- **WORK ORDER**
Exactly as given, output all the records that follow.

- **EXCERPTED RECORDS**
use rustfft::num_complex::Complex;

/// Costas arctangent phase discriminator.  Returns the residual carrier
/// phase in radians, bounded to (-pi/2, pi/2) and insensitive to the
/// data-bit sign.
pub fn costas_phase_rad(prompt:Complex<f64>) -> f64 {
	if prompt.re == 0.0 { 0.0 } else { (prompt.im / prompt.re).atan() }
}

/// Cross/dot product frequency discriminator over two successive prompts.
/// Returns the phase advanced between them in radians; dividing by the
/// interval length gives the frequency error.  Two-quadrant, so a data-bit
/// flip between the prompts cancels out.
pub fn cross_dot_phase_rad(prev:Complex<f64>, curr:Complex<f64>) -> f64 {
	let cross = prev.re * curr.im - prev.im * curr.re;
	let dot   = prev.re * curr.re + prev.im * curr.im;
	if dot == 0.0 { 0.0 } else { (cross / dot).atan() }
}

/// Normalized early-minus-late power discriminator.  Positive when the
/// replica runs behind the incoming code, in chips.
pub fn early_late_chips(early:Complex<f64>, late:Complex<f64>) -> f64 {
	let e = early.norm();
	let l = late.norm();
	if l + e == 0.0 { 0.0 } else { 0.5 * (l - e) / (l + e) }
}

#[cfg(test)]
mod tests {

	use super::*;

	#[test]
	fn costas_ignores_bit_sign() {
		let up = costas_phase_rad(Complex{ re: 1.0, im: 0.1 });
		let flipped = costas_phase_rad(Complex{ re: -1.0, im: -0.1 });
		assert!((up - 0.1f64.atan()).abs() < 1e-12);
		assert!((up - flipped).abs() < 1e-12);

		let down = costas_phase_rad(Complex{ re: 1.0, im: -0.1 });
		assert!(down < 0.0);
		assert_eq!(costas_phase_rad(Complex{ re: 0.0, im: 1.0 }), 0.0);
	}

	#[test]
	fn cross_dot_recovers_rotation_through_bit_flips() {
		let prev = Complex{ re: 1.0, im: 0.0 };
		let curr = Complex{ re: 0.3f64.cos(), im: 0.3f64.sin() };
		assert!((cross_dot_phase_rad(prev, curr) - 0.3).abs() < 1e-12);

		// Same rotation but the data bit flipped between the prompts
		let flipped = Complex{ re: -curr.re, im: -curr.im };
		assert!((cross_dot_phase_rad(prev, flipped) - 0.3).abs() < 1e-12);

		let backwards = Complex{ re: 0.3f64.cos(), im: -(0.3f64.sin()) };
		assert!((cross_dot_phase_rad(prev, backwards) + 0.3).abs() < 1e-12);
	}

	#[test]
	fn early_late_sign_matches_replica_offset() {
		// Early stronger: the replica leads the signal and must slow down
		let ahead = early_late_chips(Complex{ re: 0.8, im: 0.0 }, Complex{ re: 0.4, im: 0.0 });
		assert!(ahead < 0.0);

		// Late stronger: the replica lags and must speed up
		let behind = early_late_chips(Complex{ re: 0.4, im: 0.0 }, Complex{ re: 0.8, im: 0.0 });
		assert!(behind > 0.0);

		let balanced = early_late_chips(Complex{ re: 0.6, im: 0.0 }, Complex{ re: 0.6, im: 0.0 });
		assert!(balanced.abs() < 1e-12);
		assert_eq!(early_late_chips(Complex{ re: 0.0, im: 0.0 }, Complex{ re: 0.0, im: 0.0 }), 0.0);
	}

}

- **EXPECTED ANSWER**
use rustfft::num_complex::Complex;

/// Costas arctangent phase discriminator.  Returns the residual carrier
/// phase in radians, bounded to (-pi/2, pi/2) and insensitive to the
/// data-bit sign.
pub fn costas_phase_rad(prompt:Complex<f64>) -> f64 {
	if prompt.re == 0.0 { 0.0 } else { (prompt.im / prompt.re).atan() }
}

/// Cross/dot product frequency discriminator over two successive prompts.
/// Returns the phase advanced between them in radians; dividing by the
/// interval length gives the frequency error.  Two-quadrant, so a data-bit
/// flip between the prompts cancels out.
pub fn cross_dot_phase_rad(prev:Complex<f64>, curr:Complex<f64>) -> f64 {
	let cross = prev.re * curr.im - prev.im * curr.re;
	let dot   = prev.re * curr.re + prev.im * curr.im;
	if dot == 0.0 { 0.0 } else { (cross / dot).atan() }
}

/// Normalized early-minus-late power discriminator.  Positive when the
/// replica runs behind the incoming code, in chips.
pub fn early_late_chips(early:Complex<f64>, late:Complex<f64>) -> f64 {
	let e = early.norm();
	let l = late.norm();
	if l + e == 0.0 { 0.0 } else { 0.5 * (l - e) / (l + e) }
}

#[cfg(test)]
mod tests {

	use super::*;

	#[test]
	fn costas_ignores_bit_sign() {
		let up = costas_phase_rad(Complex{ re: 1.0, im: 0.1 });
		let flipped = costas_phase_rad(Complex{ re: -1.0, im: -0.1 });
		assert!((up - 0.1f64.atan()).abs() < 1e-12);
		assert!((up - flipped).abs() < 1e-12);

		let down = costas_phase_rad(Complex{ re: 1.0, im: -0.1 });
		assert!(down < 0.0);
		assert_eq!(costas_phase_rad(Complex{ re: 0.0, im: 1.0 }), 0.0);
	}

	#[test]
	fn cross_dot_recovers_rotation_through_bit_flips() {
		let prev = Complex{ re: 1.0, im: 0.0 };
		let curr = Complex{ re: 0.3f64.cos(), im: 0.3f64.sin() };
		assert!((cross_dot_phase_rad(prev, curr) - 0.3).abs() < 1e-12);

		// Same rotation but the data bit flipped between the prompts
		let flipped = Complex{ re: -curr.re, im: -curr.im };
		assert!((cross_dot_phase_rad(prev, flipped) - 0.3).abs() < 1e-12);

		let backwards = Complex{ re: 0.3f64.cos(), im: -(0.3f64.sin()) };
		assert!((cross_dot_phase_rad(prev, backwards) + 0.3).abs() < 1e-12);
	}

	#[test]
	fn early_late_sign_matches_replica_offset() {
		// Early stronger: the replica leads the signal and must slow down
		let ahead = early_late_chips(Complex{ re: 0.8, im: 0.0 }, Complex{ re: 0.4, im: 0.0 });
		assert!(ahead < 0.0);

		// Late stronger: the replica lags and must speed up
		let behind = early_late_chips(Complex{ re: 0.4, im: 0.0 }, Complex{ re: 0.8, im: 0.0 });
		assert!(behind > 0.0);

		let balanced = early_late_chips(Complex{ re: 0.6, im: 0.0 }, Complex{ re: 0.6, im: 0.0 });
		assert!(balanced.abs() < 1e-12);
		assert_eq!(early_late_chips(Complex{ re: 0.0, im: 0.0 }, Complex{ re: 0.0, im: 0.0 }), 0.0);
	}

}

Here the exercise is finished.